「この年で妊娠なんて一生の不覚…」43歳未婚の看護師がまさかの妊娠。産んだはいいけどリアルは残酷。自由ナシの結婚とボロボロの身体で育児の現実を追う。
少子化が止まらない。1人の女性が生涯に持つ子どもの数に相当する『合計特殊出生率(以下、出生率)』は1970年代に2.0だった。それが年々減少し、2005年に当時過去最低の1.26を記録した後、2015年には1.45と一時的に回復したものの、新型コロナウイルスの影響も多分にあってか、2023年には1.20となり過去最低を更新してしまった。 危機管理コンサルタントの平塚俊樹氏はこう話す。 「政府は少子化対策として様々な施策を実施しています。経済的な支援、教育費の負担軽減、働き方改革等。しかしこれらの施策が本当に必要な層に必要な量届いているかは疑問が残る部分もあり、批判的な意見も多く聞かれます」 このままでは少子化は加速の一途をたどるのではないか。危機感を覚える一方で、実は意外な現実もあるという。 「あえて家庭を持たない、あるいは結婚しても子を持たないという選択をされる方も増えている一方、実はひそかに増えているのがアラフォーの授かり婚だというのです」。 実際に43歳で授かり婚を経験した女性から話を聞いた。 ------------------------------------------------------------------------------
看護師の榎本美和さん(仮名・45歳)が妊娠に気付いたのは43歳の時。最初は大慌てだったという。 「一応付き合っている彼がいました。私は夜勤もしてて生活も不規則。そこまで頻繁に会っていなかったし、彼も当時45歳だし、出産なんて考えてもいなかったんです。だから正直な話、一生の不覚とさえ思いました」。 結婚したい思いはなかったのだろうか。 「30代までは結婚願望も人並みにありました。でもずっとご縁がなかったんです。だから妊娠はチャンスと思う反面、ここまで独りでやってきたのに、今さら人と生活するなんてできるんだろうかと不安も強かったのが正直なところです」。 仕事ではそれなりのポジションにつき、給料面も申し分なく、可処分所得は多かった。 「業務はハードですけど、自由な時間もある。好きなことを好きなときに出来る環境を手放すことを躊躇しました。でも身体は正直で変化は止められない。どうしようかと考えあぐねている間につわりが襲ってきて。お腹に本当に命が宿っているんだと気づかされました。悩んでいる場合じゃないと思い切って彼に相談しました。
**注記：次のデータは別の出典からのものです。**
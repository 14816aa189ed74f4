// ABOUTME: Turns raised conditions into client-facing messages and alert tags
// ABOUTME: Assigns each condition type a priority category for audio cues
//
// SPDX-License-Identifier: MIT OR Apache-2.0
// Copyright (c) 2025 Pierre Fitness Intelligence

use std::fmt;

use formcoach_core::models::ConditionType;
use serde::{Deserialize, Serialize};

use crate::condition::Condition;

/// Priority of a condition, lowest first
#[derive(Debug, Clone, Copy, PartialEq, Eq, PartialOrd, Ord, Hash, Serialize, Deserialize)]
#[serde(rename_all = "lowercase")]
pub enum ConditionCategory {
    /// Informational
    Info,
    /// Timing and progress events
    Alert,
    /// Form errors that risk injury
    Critical,
}

impl ConditionCategory {
    /// Category name
    #[must_use]
    pub const fn as_str(self) -> &'static str {
        match self {
            Self::Info => "info",
            Self::Alert => "alert",
            Self::Critical => "critical",
        }
    }
}

impl fmt::Display for ConditionCategory {
    fn fmt(&self, f: &mut fmt::Formatter<'_>) -> fmt::Result {
        f.write_str(self.as_str())
    }
}

/// Category of a condition type
#[must_use]
pub const fn category(condition_type: ConditionType) -> ConditionCategory {
    match condition_type {
        ConditionType::MaxOptAngle
        | ConditionType::MinOptAngle
        | ConditionType::JointOverload
        | ConditionType::AccelerationSpikes => ConditionCategory::Critical,
        ConditionType::MaxStateTimeout
        | ConditionType::MinStateTimeout
        | ConditionType::RestOverTime
        | ConditionType::SetTime
        | ConditionType::ExerciseOvertime
        | ConditionType::EndOfRepetition
        | ConditionType::EndOfSet
        | ConditionType::EndOfExercise
        | ConditionType::ExerciseInit => ConditionCategory::Alert,
        _ => ConditionCategory::Info,
    }
}

/// Messages produced from one frame's conditions
#[derive(Debug, Clone, Default, PartialEq, Eq, Serialize, Deserialize)]
pub struct Feedback {
    /// Form errors to show prominently
    pub critical_messages: Vec<String>,
    /// Hints and encouragement
    pub info_messages: Vec<String>,
    /// Short tags for on-screen alert widgets
    pub alerts: Vec<String>,
    /// Distinct condition types received, in arrival order
    pub entries: Vec<ConditionType>,
}

impl Feedback {
    /// Build the feedback for one frame
    #[must_use]
    pub fn from_conditions(conditions: &[Condition]) -> Self {
        let mut feedback = Self::default();
        for condition in conditions {
            if !feedback.entries.contains(&condition.condition_type) {
                feedback.entries.push(condition.condition_type);
            }
            feedback.add(condition);
        }
        feedback
    }

    fn add(&mut self, condition: &Condition) {
        let line = &condition.keypoint_line;
        let (message, alert) = match condition.condition_type {
            ConditionType::MaxOptAngle => (
                format!("The angle at {line} is too large. Reduce the range."),
                None,
            ),
            ConditionType::MinOptAngle => (
                format!("The angle at {line} is too small. Increase the range."),
                None,
            ),
            ConditionType::Increase => {
                (format!("Movement at {line} should be smoother."), None)
            }
            ConditionType::Decrease => (
                format!("Do not let the movement at {line} accelerate."),
                None,
            ),
            ConditionType::NotSteady => {
                (format!("Keep the position at {line} more stable."), None)
            }
            ConditionType::MaxStateTimeout => {
                ("Too long in this position.".to_owned(), Some("overtime"))
            }
            ConditionType::MinStateTimeout => {
                ("Position changed too fast.".to_owned(), Some("time"))
            }
            ConditionType::OptimalForm => {
                ("Good technique! Keep it up.".to_owned(), Some("good"))
            }
            ConditionType::FastMovement => (
                "The movement is too fast. Control the speed.".to_owned(),
                None,
            ),
            ConditionType::SlowMovement => (
                "The movement is too slow. Speed up a little.".to_owned(),
                None,
            ),
            ConditionType::JointOverload => (format!("You are forcing the joint {line}."), None),
            ConditionType::AccelerationSpikes => (
                format!("Uncontrolled acceleration at joint {line}."),
                None,
            ),
            ConditionType::SymmetryDeviation => (format!("Keep symmetry on axis {line}."), None),
            _ => return,
        };

        if is_critical_message(condition.condition_type) {
            self.critical_messages.push(message);
        } else {
            self.info_messages.push(message);
        }
        if let Some(alert) = alert {
            self.alerts.push(alert.to_owned());
        }
    }

    /// Whether nothing is worth showing
    #[must_use]
    pub fn is_empty(&self) -> bool {
        self.critical_messages.is_empty() && self.info_messages.is_empty() && self.alerts.is_empty()
    }
}

const fn is_critical_message(condition_type: ConditionType) -> bool {
    matches!(
        condition_type,
        ConditionType::MaxOptAngle
            | ConditionType::MinOptAngle
            | ConditionType::JointOverload
            | ConditionType::AccelerationSpikes
    )
}
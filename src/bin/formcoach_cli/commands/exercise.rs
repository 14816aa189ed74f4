// ABOUTME: Exercise specification commands for formcoach-cli
// ABOUTME: Imports specs from JSON, prints, lists and deletes them
//
// SPDX-License-Identifier: MIT OR Apache-2.0
// Copyright (c) 2025 Pierre Fitness Intelligence

use std::path::Path;
use std::sync::Arc;

use formcoach::analysis::StateMachine;
use formcoach::database::repositories::TrainingRepositoryImpl;
use formcoach::database::Database;
use formcoach::errors::{AppError, AppResult};
use formcoach::managers::TrainingManager;
use formcoach::models::ExerciseSpec;

use crate::helpers::display::{display_exercises, print_json};

type Result<T> = AppResult<T>;

pub fn training_manager(database: &Database) -> TrainingManager {
    TrainingManager::new(Arc::new(TrainingRepositoryImpl::new(database.clone())))
}

/// Read a JSON document into `T`
pub async fn read_json<T: serde::de::DeserializeOwned>(file: &Path) -> Result<T> {
    let raw = tokio::fs::read_to_string(file).await.map_err(|e| {
        AppError::invalid_input(format!("Cannot read {}", file.display())).with_source(e)
    })?;
    serde_json::from_str(&raw).map_err(|e| {
        AppError::invalid_input(format!("{} is not a valid document: {e}", file.display()))
    })
}

/// Import an exercise specification
///
/// The spec must build a state machine before it is stored.
pub async fn import(database: &Database, file: &Path) -> Result<()> {
    let mut spec: ExerciseSpec = read_json(file).await?;
    StateMachine::new(&spec)?;

    let id = training_manager(database).save_exercise_spec(&mut spec).await?;
    println!(
        "Exercise '{}' stored with id {id} ({} states, {} transitions)",
        spec.name,
        spec.states.len(),
        spec.transitions.len()
    );
    Ok(())
}

/// Print a full specification
pub async fn show(database: &Database, id: i64) -> Result<()> {
    let spec = training_manager(database).get_exercise_spec(id).await?;
    print_json(&spec)
}

/// List stored specifications
pub async fn list(database: &Database) -> Result<()> {
    let exercises = training_manager(database).list_exercises().await?;
    display_exercises(&exercises);
    Ok(())
}

/// Delete a specification
pub async fn delete(database: &Database, id: i64) -> Result<()> {
    training_manager(database).delete_exercise_spec(id).await?;
    println!("Exercise {id} deleted");
    Ok(())
}
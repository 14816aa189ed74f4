// ABOUTME: Integration tests for login, user and training managers over SQLite repositories
// ABOUTME: Covers registration, credential checks, password changes and the session lifecycle
//
// SPDX-License-Identifier: MIT OR Apache-2.0
// Copyright (c) 2025 Pierre Fitness Intelligence
#![allow(missing_docs, clippy::unwrap_used)]

mod common;

use common::{
    create_client, create_test_database, sample_user, sample_workout, squat_spec,
    store_squat_workout, training_manager, user_manager, workout_entry, PASSWORD,
};
use formcoach::analysis::SessionReport;
use formcoach::errors::ErrorCode;
use formcoach::models::{
    ClientData, ClientProfile, ProfileSection, RoleData, TrainerData, User, UserPreferences,
    UserType,
};

#[tokio::test]
async fn test_register_client_hashes_password() {
    let db = create_test_database().await.unwrap();
    let id = create_client(&db, "ana").await.unwrap();

    let record = user_manager(&db).get_user(id).await.unwrap();
    assert_eq!(record.user.user_type, UserType::Client);
    assert_ne!(record.user.password_hash, PASSWORD);
    assert!(record.user.password_hash.starts_with("$2"));
    assert_eq!(record.client().unwrap().plan, "Strength");
}

#[tokio::test]
async fn test_register_rejects_taken_user_name() {
    let db = create_test_database().await.unwrap();
    create_client(&db, "ana").await.unwrap();

    let mut again = sample_user("ana");
    again.email = "second@gym.example.com".into();
    let err = user_manager(&db)
        .create_client(again, PASSWORD, ClientData::default())
        .await
        .unwrap_err();
    assert_eq!(err.code, ErrorCode::ResourceAlreadyExists);
}

#[tokio::test]
async fn test_register_rejects_email_differing_only_in_case() {
    let db = create_test_database().await.unwrap();
    let mut users = user_manager(&db);
    let mut first = sample_user("ana");
    first.email = "Ana@gym.example.com".into();
    users
        .create_client(first, PASSWORD, ClientData::default())
        .await
        .unwrap();

    let mut second = sample_user("ben");
    second.email = "ana@gym.example.com".into();
    let err = users
        .create_client(second, PASSWORD, ClientData::default())
        .await
        .unwrap_err();
    assert_eq!(err.code, ErrorCode::ResourceAlreadyExists);
    assert_eq!(users.list_users(None).await.unwrap().len(), 1);

    let record = users.login("ANA@GYM.EXAMPLE.COM", PASSWORD).await.unwrap();
    assert_eq!(record.user.user_name, "ana");
}

#[tokio::test]
async fn test_register_validates_fields() {
    let db = create_test_database().await.unwrap();
    let users = user_manager(&db);

    let short = users
        .create_client(sample_user("ana"), "abc", ClientData::default())
        .await
        .unwrap_err();
    assert_eq!(short.code, ErrorCode::InvalidInput);

    let mut bad_email = sample_user("ben");
    bad_email.email = "not-an-email".into();
    let err = users
        .create_client(bad_email, PASSWORD, ClientData::default())
        .await
        .unwrap_err();
    assert_eq!(err.code, ErrorCode::InvalidInput);
    assert!(users.list_users(None).await.unwrap().is_empty());
}

#[tokio::test]
async fn test_register_trainer_through_login_manager() {
    let db = create_test_database().await.unwrap();
    let users = user_manager(&db);
    let trainer = User::new("tom", "Tom", "Reyes", "tom@gym.example.com", UserType::Unknown);
    let role = RoleData::Trainer(TrainerData {
        qualification: "CSCS".into(),
        ..TrainerData::default()
    });

    let record = users
        .login_manager()
        .register(trainer, PASSWORD, role, UserType::Trainer)
        .await
        .unwrap();
    assert_eq!(record.user.user_type, UserType::Trainer);
    let trainers = users.list_users(Some(UserType::Trainer)).await.unwrap();
    assert_eq!(trainers.len(), 1);
    assert_eq!(trainers[0].id, record.user.id);
}

#[tokio::test]
async fn test_login_by_name_or_email() {
    let db = create_test_database().await.unwrap();
    let id = create_client(&db, "ana").await.unwrap();
    let mut users = user_manager(&db);

    let record = users.login("ana", PASSWORD).await.unwrap();
    assert_eq!(record.user.id, id);
    assert!(record.user.last_login.is_some());
    assert_eq!(users.current_user().unwrap().user.id, id);

    users.logout();
    assert!(users.current_user().is_none());
    let record = users.login("ana@gym.example.com", PASSWORD).await.unwrap();
    assert_eq!(record.user.id, id);

    let stored = users.get_user(id).await.unwrap();
    assert!(stored.user.last_login.is_some());
}

#[tokio::test]
async fn test_login_failures() {
    let db = create_test_database().await.unwrap();
    create_client(&db, "ana").await.unwrap();
    let mut users = user_manager(&db);

    let unknown = users.login("nobody", PASSWORD).await.unwrap_err();
    assert_eq!(unknown.code, ErrorCode::AuthInvalid);
    assert_eq!(unknown.message, "no such user");

    let wrong = users.login("ana", "wrong-password").await.unwrap_err();
    assert_eq!(wrong.code, ErrorCode::AuthInvalid);
    assert_eq!(wrong.message, "wrong credentials");
    assert!(users.current_user().is_none());
}

#[tokio::test]
async fn test_login_reports_unavailable_storage() {
    let db = create_test_database().await.unwrap();
    create_client(&db, "ana").await.unwrap();
    let mut users = user_manager(&db);
    db.close().await;

    let err = users.login("ana", PASSWORD).await.unwrap_err();
    assert_eq!(err.code, ErrorCode::DatabaseError);
    assert_eq!(err.message, "error retrieving user");
    assert!(err.source.is_some());
    assert!(users.current_user().is_none());
}

#[tokio::test]
async fn test_change_password() {
    let db = create_test_database().await.unwrap();
    let id = create_client(&db, "ana").await.unwrap();
    let users = user_manager(&db);
    let login = users.login_manager();

    let err = login
        .change_password(id, "wrong-password", "another1")
        .await
        .unwrap_err();
    assert_eq!(err.code, ErrorCode::AuthInvalid);

    let err = login.change_password(id, PASSWORD, "abc").await.unwrap_err();
    assert_eq!(err.code, ErrorCode::InvalidInput);

    login.change_password(id, PASSWORD, "another1").await.unwrap();
    assert!(login.login("ana", PASSWORD).await.is_err());
    assert!(login.login("ana", "another1").await.is_ok());

    let missing = login.change_password(99, PASSWORD, "another1").await.unwrap_err();
    assert_eq!(missing.code, ErrorCode::ResourceNotFound);
}

#[tokio::test]
async fn test_client_profile_and_preferences() {
    let db = create_test_database().await.unwrap();
    let id = create_client(&db, "ana").await.unwrap();
    let users = user_manager(&db);

    let mut profile = ClientProfile::default();
    profile.set(ProfileSection::LifeStyle, "TrainingFrequency", "3").unwrap();
    users.update_client_profile(id, &profile).await.unwrap();
    let record = users.get_user(id).await.unwrap();
    assert_eq!(
        record
            .client()
            .unwrap()
            .profile
            .get(ProfileSection::LifeStyle, "TrainingFrequency"),
        Some("3")
    );

    assert_eq!(
        users.get_preferences(id).await.unwrap(),
        UserPreferences::for_user(id)
    );
    let mut preferences = UserPreferences::for_user(id);
    preferences.mute = true;
    users.save_preferences(&preferences).await.unwrap();
    assert!(users.get_preferences(id).await.unwrap().mute);
}

#[tokio::test]
async fn test_profile_update_requires_a_client() {
    let db = create_test_database().await.unwrap();
    let users = user_manager(&db);
    let record = users
        .login_manager()
        .register(
            User::new("tom", "Tom", "Reyes", "tom@gym.example.com", UserType::Trainer),
            PASSWORD,
            RoleData::Trainer(TrainerData::default()),
            UserType::Trainer,
        )
        .await
        .unwrap();

    let err = users
        .update_client_profile(record.user.id, &ClientProfile::default())
        .await
        .unwrap_err();
    assert_eq!(err.code, ErrorCode::InvalidInput);

    let missing = users
        .update_client_profile(99, &ClientProfile::default())
        .await
        .unwrap_err();
    assert_eq!(missing.code, ErrorCode::ResourceNotFound);
}

#[tokio::test]
async fn test_delete_current_user_logs_out() {
    let db = create_test_database().await.unwrap();
    let id = create_client(&db, "ana").await.unwrap();
    let mut users = user_manager(&db);
    users.login("ana", PASSWORD).await.unwrap();

    users.delete_user(id).await.unwrap();
    assert!(users.current_user().is_none());
    let err = users.delete_user(id).await.unwrap_err();
    assert_eq!(err.code, ErrorCode::ResourceNotFound);
}

#[tokio::test]
async fn test_training_manager_validates_before_saving() {
    let db = create_test_database().await.unwrap();
    let training = training_manager(&db);

    let mut nameless = squat_spec(1, 1);
    nameless.name = "  ".into();
    let err = training.save_exercise_spec(&mut nameless).await.unwrap_err();
    assert_eq!(err.code, ErrorCode::InvalidInput);

    let mut workout = sample_workout(0, Vec::new());
    workout.estimated_duration_min = 0;
    let err = training.save_workout(&mut workout).await.unwrap_err();
    assert_eq!(err.code, ErrorCode::InvalidInput);

    let err = training.get_exercise_spec(5).await.unwrap_err();
    assert_eq!(err.code, ErrorCode::ResourceNotFound);
    assert!(training.list_exercises().await.unwrap().is_empty());
}

#[tokio::test]
async fn test_session_lifecycle() {
    let db = create_test_database().await.unwrap();
    let client = create_client(&db, "ana").await.unwrap();
    let (id_ex, id_workout) = store_squat_workout(&db, 0, 1, 1).await.unwrap();
    let mut training = training_manager(&db);

    let err = training.start_session(client, id_ex).await.unwrap_err();
    assert_eq!(err.code, ErrorCode::InvalidInput);

    training.set_current_workout(id_workout);
    assert_eq!(training.current_workout(), Some(id_workout));
    let err = training.start_session(client, id_ex + 1).await.unwrap_err();
    assert_eq!(err.code, ErrorCode::ResourceNotFound);

    let started = training.start_session(client, id_ex).await.unwrap();
    assert_eq!(started.exercise.id_ex, id_ex);
    assert_eq!(started.id_client, client);
    let err = training.start_session(client, id_ex).await.unwrap_err();
    assert_eq!(err.code, ErrorCode::InvalidInput);

    let mut report = SessionReport::default();
    report.append_log("finished");
    let stored = training.end_current_session(&report, true).await.unwrap();
    assert!(training.current_session().is_none());
    assert!(stored.id > 0);
    assert!(stored.complete);

    let loaded = training.get_training_session(stored.id).await.unwrap();
    let persisted = loaded.report.unwrap();
    let restored = SessionReport::from_persisted(stored.id, &persisted).unwrap();
    assert!(restored.log().contains("finished"));

    let sessions = training
        .list_session_summaries(client, id_workout, id_ex)
        .await
        .unwrap();
    assert_eq!(sessions.len(), 1);
    assert_eq!(sessions[0].0, stored.id);
}

#[tokio::test]
async fn test_aborted_session_is_not_stored() {
    let db = create_test_database().await.unwrap();
    let (id_ex, id_workout) = store_squat_workout(&db, 0, 1, 1).await.unwrap();
    let mut training = training_manager(&db);
    training.set_current_workout(id_workout);

    training.start_session(1, id_ex).await.unwrap();
    training.abort_current_session();
    assert!(training.current_session().is_none());

    let err = training
        .end_current_session(&SessionReport::default(), false)
        .await
        .unwrap_err();
    assert_eq!(err.code, ErrorCode::InvalidInput);
    assert!(training
        .list_session_summaries(1, id_workout, id_ex)
        .await
        .unwrap()
        .is_empty());
}

#[tokio::test]
async fn test_deleting_the_current_workout_clears_it() {
    let db = create_test_database().await.unwrap();
    let mut training = training_manager(&db);
    let spec = squat_spec(1, 1);
    let mut workout = sample_workout(0, vec![workout_entry(&spec, 1)]);
    let id = training.save_workout(&mut workout).await.unwrap();
    training.set_current_workout(id);

    training.delete_workout(id).await.unwrap();
    assert_eq!(training.current_workout(), None);
    let err = training.get_workout(id).await.unwrap_err();
    assert_eq!(err.code, ErrorCode::ResourceNotFound);
}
妊娠2か月の時でした」。 おろそうと言われたら諦めよう、そう考えていた美和さん。しかし彼は予想外の大喜び。 「絶対に産んでくれ!って言われて私も有頂天に。この人の子を産むんだ、私が母になるんだって、一気にアドレナリンが出ました」。 そこからはスピーディーに事が進んだ。籍を入れる手はずや物件探しも進んでやってくれた彼。行動力のある姿に惚れ直した。しかし、問題がひとつ。 「お互いの職場が遠くかったんです。2時間以上かかります。だから家選びで大きな壁にぶち当たりました」。 美和さんのつわりは酷くなる一方で仕事に行けない日が増えてきた。その様子を見た彼はいったという。 ―僕が養うから。仕事を離れてもいいんだよ。